Development of an Escape-resistant SARS CoV-2 Neutralizing Synthetic Nanobody

An emerging COVID-19 pandemic resulted in a global crisis, but also accelerated vaccine development and antibody discovery. In this work, we identified a number of nanomolar-range affinity VHH binders to SARS-CoV-2 variants of concern (VoC) receptor binding domains (RBD), by screening synthetic humanized antibody library with more than 1011 diversity. In order to explore the most robust and fast method for affinity improvement, we performed affinity maturation by CDR1 and CDR2 shuffling and avidity engineering by multivalent trimeric VHH fusion protein construction. As a result, H7-Fc and G12×3-Fc binders were developed with the affinities in nM and pM range respectively. Importantly, their affinities are weakly influenced by SARS-CoV-2 VoC mutations.

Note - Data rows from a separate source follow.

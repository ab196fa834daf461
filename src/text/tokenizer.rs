/// Words and sentences derived from one transcript. Built once per request.
#[derive(Debug, Clone, PartialEq, Eq, Default)]
pub struct TokenizedTranscript {
    pub words: Vec<String>,
    pub sentences: Vec<String>,
}

impl TokenizedTranscript {
    pub fn total_words(&self) -> usize {
        self.words.len()
    }

    pub fn is_empty(&self) -> bool {
        self.words.is_empty()
    }
}

/// Tokenizer backend contract.
pub trait Tokenizer: Send + Sync {
    fn word_tokenize(&self, text: &str) -> Vec<String>;

    fn sentence_tokenize(&self, text: &str) -> Vec<String>;

    fn tokenize(&self, text: &str) -> TokenizedTranscript {
        TokenizedTranscript {
            words: self.word_tokenize(text),
            sentences: self.sentence_tokenize(text),
        }
    }
}

/// Rule-based English tokenizer following NLTK's `word_tokenize` conventions:
/// punctuation becomes its own token and clitics (`n't`, `'s`, `'re`, ...) are
/// split from their stem. Common abbreviations ("Mr.", "Dr.", "e.g.") keep
/// their period and do not end a sentence.
#[derive(Debug, Clone, Copy, Default)]
pub struct RuleTokenizer;

impl Tokenizer for RuleTokenizer {
    fn word_tokenize(&self, text: &str) -> Vec<String> {
        let mut words = Vec::new();
        for sentence in split_sentences(text) {
            let mut chunks = sentence.split_whitespace().peekable();
            while let Some(chunk) = chunks.next() {
                // a sentence-final period is always its own token
                let keep_abbreviation = chunks.peek().is_some();
                push_word_tokens(chunk, keep_abbreviation, &mut words);
            }
        }
        words
    }

    fn sentence_tokenize(&self, text: &str) -> Vec<String> {
        split_sentences(text)
    }
}

/// Titles and Latin shorthands whose period does not end a sentence.
const ABBREVIATIONS: &[&str] = &[
    "mr", "mrs", "ms", "dr", "prof", "st", "jr", "sr", "vs", "etc", "e.g", "i.e",
];

/// True for a known abbreviation followed by exactly one period, e.g. "Mr." or "(e.g.".
fn is_abbreviation(word: &str) -> bool {
    word.trim_start_matches(is_punct)
        .strip_suffix('.')
        .map(|stem| ABBREVIATIONS.contains(&stem.to_lowercase().as_str()))
        .unwrap_or(false)
}

fn is_terminator(c: char) -> bool {
    matches!(c, '.' | '!' | '?')
}

fn is_closer(c: char) -> bool {
    matches!(c, '"' | '\'' | ')' | ']' | '}' | '\u{201D}' | '\u{2019}')
}

fn is_punct(c: char) -> bool {
    !c.is_alphanumeric() && !c.is_whitespace()
}

fn push_trimmed(sentences: &mut Vec<String>, piece: &str) {
    let piece = piece.trim();
    if !piece.is_empty() {
        sentences.push(piece.to_string());
    }
}

/// Split after `.`, `!` or `?` (plus any closing quotes) when whitespace or
/// end of text follows, unless the period belongs to an abbreviation.
fn split_sentences(text: &str) -> Vec<String> {
    let mut sentences = Vec::new();
    let mut start = 0;
    let mut chars = text.char_indices().peekable();

    while let Some((i, c)) = chars.next() {
        if !is_terminator(c) {
            continue;
        }
        let mut end = i + c.len_utf8();
        while let Some(&(j, next)) = chars.peek() {
            if is_terminator(next) || is_closer(next) {
                end = j + next.len_utf8();
                chars.next();
            } else {
                break;
            }
        }
        let at_boundary = match chars.peek() {
            None => true,
            Some(&(_, next)) => next.is_whitespace(),
        };
        let last_word = text[start..end].split_whitespace().next_back().unwrap_or("");
        if at_boundary && !is_abbreviation(last_word) {
            push_trimmed(&mut sentences, &text[start..end]);
            start = end;
        }
    }
    push_trimmed(&mut sentences, &text[start..]);
    sentences
}

fn push_word_tokens(chunk: &str, keep_abbreviation: bool, out: &mut Vec<String>) {
    if chunk.chars().all(is_punct) {
        out.push(chunk.to_string());
        return;
    }

    let mut core = chunk;
    while let Some(c) = core.chars().next() {
        if !is_punct(c) {
            break;
        }
        out.push(c.to_string());
        core = &core[c.len_utf8()..];
    }

    if keep_abbreviation && is_abbreviation(core) {
        out.push(core.to_string());
        return;
    }

    let mut trailing: Vec<&str> = Vec::new();
    while let Some(c) = core.chars().next_back() {
        if !is_punct(c) {
            break;
        }
        let cut = if core.ends_with("...") {
            core.len() - 3
        } else {
            core.len() - c.len_utf8()
        };
        trailing.push(&core[cut..]);
        core = &core[..cut];
    }

    split_clitic(core, out);
    out.extend(trailing.into_iter().rev().map(str::to_string));
}

fn split_clitic(word: &str, out: &mut Vec<String>) {
    let apostrophe = word
        .char_indices()
        .rev()
        .find(|&(_, c)| c == '\'' || c == '\u{2019}');

    if let Some((pos, mark)) = apostrophe {
        let suffix = word[pos + mark.len_utf8()..].to_lowercase();
        let stem = &word[..pos];

        // "don't" -> "do" + "n't", "can't" -> "ca" + "n't"
        if suffix == "t" && stem.len() > 1 && stem.ends_with(['n', 'N']) {
            out.push(word[..pos - 1].to_string());
            out.push(word[pos - 1..].to_string());
            return;
        }
        if !stem.is_empty() && matches!(suffix.as_str(), "s" | "re" | "ve" | "ll" | "d" | "m") {
            out.push(stem.to_string());
            out.push(word[pos..].to_string());
            return;
        }
    }
    out.push(word.to_string());
}
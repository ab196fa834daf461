//! Deterministic collaborator doubles for unit tests.

use async_trait::async_trait;
use std::collections::HashMap;
use std::sync::atomic::{AtomicUsize, Ordering};
use std::time::Duration;

use super::traits::{Embedder, GrammarChecker, GrammarMatch, PolarityScores, SentimentAnalyzer};
use crate::error::{ServiceError, ServiceResult};
use crate::text::Tokenizer;

/// Basis vector `e_i` of the given dimension.
pub fn unit(dimension: usize, i: usize) -> Vec<f32> {
    let mut v = vec![0.0; dimension];
    v[i] = 1.0;
    v
}

/// Returns pre-built words and sentences regardless of the input text.
pub struct FixedTokenizer {
    pub words: Vec<String>,
    pub sentences: Vec<String>,
}

impl Tokenizer for FixedTokenizer {
    fn word_tokenize(&self, _text: &str) -> Vec<String> {
        self.words.clone()
    }

    fn sentence_tokenize(&self, _text: &str) -> Vec<String> {
        self.sentences.clone()
    }
}

/// Looks texts up in a table; unknown texts map to the last basis vector.
pub struct TableEmbedder {
    dimension: usize,
    table: HashMap<String, Vec<f32>>,
    calls: AtomicUsize,
}

impl TableEmbedder {
    pub fn new(dimension: usize) -> Self {
        Self {
            dimension,
            table: HashMap::new(),
            calls: AtomicUsize::new(0),
        }
    }

    pub fn with_vector(mut self, text: &str, vector: Vec<f32>) -> Self {
        self.table.insert(text.to_string(), vector);
        self
    }

    pub fn calls(&self) -> usize {
        self.calls.load(Ordering::SeqCst)
    }
}

#[async_trait]
impl Embedder for TableEmbedder {
    fn name(&self) -> &'static str {
        "embedder"
    }

    async fn encode(&self, texts: &[String]) -> ServiceResult<Vec<Vec<f32>>> {
        self.calls.fetch_add(1, Ordering::SeqCst);
        Ok(texts
            .iter()
            .map(|t| {
                self.table
                    .get(t)
                    .cloned()
                    .unwrap_or_else(|| unit(self.dimension, self.dimension - 1))
            })
            .collect())
    }
}

pub struct FailingEmbedder;

#[async_trait]
impl Embedder for FailingEmbedder {
    fn name(&self) -> &'static str {
        "embedder"
    }

    async fn encode(&self, _texts: &[String]) -> ServiceResult<Vec<Vec<f32>>> {
        Err(ServiceError::Api {
            status: 503,
            message: "model not loaded".to_string(),
        })
    }
}

fn grammar_match(i: usize) -> GrammarMatch {
    GrammarMatch {
        message: format!("issue {}", i),
        offset: i,
        length: 1,
        rule_id: None,
    }
}

/// Reports a fixed number of grammar issues.
pub struct FixedGrammar {
    errors: usize,
}

impl FixedGrammar {
    pub fn new(errors: usize) -> Self {
        Self { errors }
    }
}

#[async_trait]
impl GrammarChecker for FixedGrammar {
    fn name(&self) -> &'static str {
        "grammar"
    }

    async fn check(&self, _text: &str) -> ServiceResult<Vec<GrammarMatch>> {
        Ok((0..self.errors).map(grammar_match).collect())
    }
}

pub struct FailingGrammar;

#[async_trait]
impl GrammarChecker for FailingGrammar {
    fn name(&self) -> &'static str {
        "grammar"
    }

    async fn check(&self, _text: &str) -> ServiceResult<Vec<GrammarMatch>> {
        Err(ServiceError::Malformed("connection reset".to_string()))
    }
}

/// Fails the first `failures` calls, then reports no issues.
pub struct FlakyGrammar {
    failures: usize,
    calls: AtomicUsize,
}

impl FlakyGrammar {
    pub fn new(failures: usize) -> Self {
        Self {
            failures,
            calls: AtomicUsize::new(0),
        }
    }

    pub fn calls(&self) -> usize {
        self.calls.load(Ordering::SeqCst)
    }
}

#[async_trait]
impl GrammarChecker for FlakyGrammar {
    fn name(&self) -> &'static str {
        "grammar"
    }

    async fn check(&self, _text: &str) -> ServiceResult<Vec<GrammarMatch>> {
        let call = self.calls.fetch_add(1, Ordering::SeqCst);
        if call < self.failures {
            Err(ServiceError::Api {
                status: 503,
                message: "warming up".to_string(),
            })
        } else {
            Ok(Vec::new())
        }
    }
}

/// Returns a fixed compound score, optionally after a delay.
pub struct FixedSentiment {
    compound: f64,
    delay: Option<Duration>,
}

impl FixedSentiment {
    pub fn new(compound: f64) -> Self {
        Self {
            compound,
            delay: None,
        }
    }

    pub fn with_delay(mut self, delay: Duration) -> Self {
        self.delay = Some(delay);
        self
    }
}

#[async_trait]
impl SentimentAnalyzer for FixedSentiment {
    fn name(&self) -> &'static str {
        "sentiment"
    }

    async fn polarity_scores(&self, _text: &str) -> ServiceResult<PolarityScores> {
        if let Some(delay) = self.delay {
            tokio::time::sleep(delay).await;
        }
        Ok(PolarityScores {
            compound: self.compound,
            pos: 0.0,
            neu: 0.0,
            neg: 0.0,
        })
    }
}
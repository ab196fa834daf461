use super::result::{round_to, Criterion, Evaluation};
use super::rubric::BandedCriterion;
use crate::error::{RubricError, ServiceError};
use crate::services::SentimentAnalyzer;

/// Map a compound polarity in [-1, 1] onto [0, 1].
pub fn normalize_compound(compound: f64) -> Result<f64, ServiceError> {
    if !compound.is_finite() || !(-1.0..=1.0).contains(&compound) {
        return Err(ServiceError::Malformed(format!(
            "compound score {} is outside [-1, 1]",
            compound
        )));
    }
    Ok((compound + 1.0) / 2.0)
}

pub async fn evaluate_engagement(
    transcript: &str,
    rubric: &BandedCriterion,
    sentiment: &dyn SentimentAnalyzer,
) -> Result<Evaluation, RubricError> {
    let service = sentiment.name();
    let scores = sentiment
        .polarity_scores(transcript)
        .await
        .map_err(|e| RubricError::collaborator(service, e))?;
    let metric = normalize_compound(scores.compound).map_err(|e| RubricError::collaborator(service, e))?;
    let score = rubric.bands.score(metric);
    tracing::debug!(compound = scores.compound, metric, score, "engagement scored");

    Ok(Evaluation::new(
        Criterion::Engagement,
        score,
        format!("Positivity: {:?}", round_to(metric, 2)),
    ))
}
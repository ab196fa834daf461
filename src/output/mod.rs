pub mod formatter;

pub use formatter::{
    format_batch_json, format_batch_table, format_error_json, format_json, format_report, format_score,
    get_terminal_width, should_use_colors,
};
use serde::{Deserialize, Serialize};

/// Rubric configuration.
///
/// Defines how a transcript is scored. Every section is optional and falls
/// back to the standard rubric (weights 40/10/20/15/15). Band tables are
/// checked in order and the first matching range wins.
///
/// Example YAML:
/// ```yaml
/// rubric:
///   speech_rate:
///     bands:
///       - { range: "111-140", score: 10 }
///       - { range: "81-160", score: 6 }
///     otherwise: 2
///   clarity:
///     filler_words: ["um", "uh", "like"]
/// ```
#[derive(Debug, Clone, Default, Deserialize, Serialize, PartialEq)]
#[serde(deny_unknown_fields, default)]
pub struct RubricConfig {
    pub content: ContentConfig,
    pub speech_rate: SpeechRateConfig,
    pub language: LanguageConfig,
    pub clarity: ClarityConfig,
    pub engagement: EngagementConfig,
}

/// One row of a band table.
/// Range format: "<N", "<=N", ">N", ">=N", "N-M" (inclusive range), "N"
#[derive(Debug, Clone, Deserialize, Serialize, PartialEq)]
#[serde(deny_unknown_fields)]
pub struct Band {
    /// Range expression (e.g., "111-140", ">=0.9")
    pub range: String,

    /// Points awarded when the metric falls in the range
    pub score: f64,
}

fn band(range: &str, score: f64) -> Band {
    Band {
        range: range.to_string(),
        score,
    }
}

fn strings(items: &[&str]) -> Vec<String> {
    items.iter().map(|s| s.to_string()).collect()
}

/// Salutation phrases worth a fixed number of points.
#[derive(Debug, Clone, Deserialize, Serialize, PartialEq)]
#[serde(deny_unknown_fields)]
pub struct SalutationTier {
    pub points: f64,
    pub phrases: Vec<String>,
}

/// Topics probed by semantic similarity, each worth `points_each`, capped at `cap`.
#[derive(Debug, Clone, Deserialize, Serialize, PartialEq)]
#[serde(deny_unknown_fields)]
pub struct TopicSet {
    pub points_each: f64,
    pub cap: f64,
    pub topics: Vec<String>,
}

/// Content & Structure: salutation, topic coverage and flow.
#[derive(Debug, Clone, Deserialize, Serialize, PartialEq)]
#[serde(deny_unknown_fields, default)]
pub struct ContentConfig {
    pub weight: f64,

    /// Raw points are capped here before scaling to `weight`
    pub raw_cap: f64,

    /// Number of leading characters searched for a salutation
    pub salutation_window: usize,

    /// Checked first; the weak tier only applies when no strong phrase matches
    pub strong_salutations: SalutationTier,
    pub weak_salutations: SalutationTier,

    /// Awarded whenever any salutation was found
    pub flow_points: f64,

    /// A topic counts as covered when its best sentence similarity exceeds this
    pub topic_threshold: f64,

    pub must_have: TopicSet,
    pub good_to_have: TopicSet,
}

impl Default for ContentConfig {
    fn default() -> Self {
        Self {
            weight: 40.0,
            raw_cap: 35.0,
            salutation_window: 50,
            strong_salutations: SalutationTier {
                points: 4.0,
                phrases: strings(&[
                    "good morning",
                    "good afternoon",
                    "good evening",
                    "good day",
                    "hello everyone",
                ]),
            },
            weak_salutations: SalutationTier {
                points: 2.0,
                phrases: strings(&["hi", "hello"]),
            },
            flow_points: 5.0,
            topic_threshold: 0.35,
            must_have: TopicSet {
                points_each: 4.0,
                cap: 20.0,
                topics: strings(&["Name", "Age", "School class", "Family", "Hobbies interest"]),
            },
            good_to_have: TopicSet {
                points_each: 2.0,
                cap: 10.0,
                topics: strings(&[
                    "Family details",
                    "Origin",
                    "Ambition goal",
                    "Unique fact",
                    "Achievements",
                ]),
            },
        }
    }
}

/// Speech Rate: words per minute banded directly into points.
#[derive(Debug, Clone, Deserialize, Serialize, PartialEq)]
#[serde(deny_unknown_fields, default)]
pub struct SpeechRateConfig {
    pub weight: f64,
    pub bands: Vec<Band>,
    pub otherwise: f64,
}

impl Default for SpeechRateConfig {
    fn default() -> Self {
        Self {
            weight: 10.0,
            bands: vec![
                band("111-140", 10.0),
                band("141-160", 6.0),
                band("81-110", 6.0),
            ],
            otherwise: 2.0,
        }
    }
}

/// Vocabulary richness bands over the type-token ratio.
#[derive(Debug, Clone, Deserialize, Serialize, PartialEq)]
#[serde(deny_unknown_fields, default)]
pub struct VocabularyConfig {
    pub bands: Vec<Band>,
    pub otherwise: f64,
}

impl Default for VocabularyConfig {
    fn default() -> Self {
        Self {
            bands: vec![
                band(">=0.9", 10.0),
                band(">=0.7", 8.0),
                band(">=0.5", 6.0),
                band(">=0.3", 4.0),
            ],
            otherwise: 2.0,
        }
    }
}

/// Language: grammar-error density plus vocabulary richness.
#[derive(Debug, Clone, Deserialize, Serialize, PartialEq)]
#[serde(deny_unknown_fields, default)]
pub struct LanguageConfig {
    pub weight: f64,

    /// Points for an error-free transcript; the vocabulary gets `weight - grammar_points`
    pub grammar_points: f64,

    /// Errors per 100 words at which grammar points reach zero
    pub error_ceiling_per_100: f64,

    pub vocabulary: VocabularyConfig,
}

impl Default for LanguageConfig {
    fn default() -> Self {
        Self {
            weight: 20.0,
            grammar_points: 10.0,
            error_ceiling_per_100: 10.0,
            vocabulary: VocabularyConfig::default(),
        }
    }
}

/// Clarity: filler words per 100 words.
#[derive(Debug, Clone, Deserialize, Serialize, PartialEq)]
#[serde(deny_unknown_fields, default)]
pub struct ClarityConfig {
    pub weight: f64,

    /// Compared against lowercased word tokens
    pub filler_words: Vec<String>,

    pub bands: Vec<Band>,
    pub otherwise: f64,
}

impl Default for ClarityConfig {
    fn default() -> Self {
        Self {
            weight: 15.0,
            filler_words: strings(&[
                "um", "uh", "like", "you know", "so", "actually", "basically", "right",
                "i mean", "well", "kinda", "sort of", "okay", "hmm", "ah",
            ]),
            bands: vec![
                band("0-3", 15.0),
                band("4-6", 12.0),
                band("7-9", 9.0),
                band("10-12", 6.0),
            ],
            otherwise: 3.0,
        }
    }
}

/// Engagement: sentiment compound normalized to [0, 1].
#[derive(Debug, Clone, Deserialize, Serialize, PartialEq)]
#[serde(deny_unknown_fields, default)]
pub struct EngagementConfig {
    pub weight: f64,
    pub bands: Vec<Band>,
    pub otherwise: f64,
}

impl Default for EngagementConfig {
    fn default() -> Self {
        Self {
            weight: 15.0,
            bands: vec![
                band(">=0.9", 15.0),
                band(">=0.7", 12.0),
                band(">=0.5", 9.0),
                band(">=0.3", 6.0),
            ],
            otherwise: 3.0,
        }
    }
}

The plaque reduction neutralization test (PRNT) resulted in IC50 = 100 ng\ml and 9.6 ng\ml for H7-Fc and G12×3-Fc antibodies respectively for emerging Omicron variant. Therefore, these VHH could expand the present landscape of SARS-CoV-2 neutralization binders with the therapeutic potential for present and future SARS-CoV-2 variants. ### Competing Interest Statement DD and MS have a pending patent application for the RBD-targeted antibodies from this study.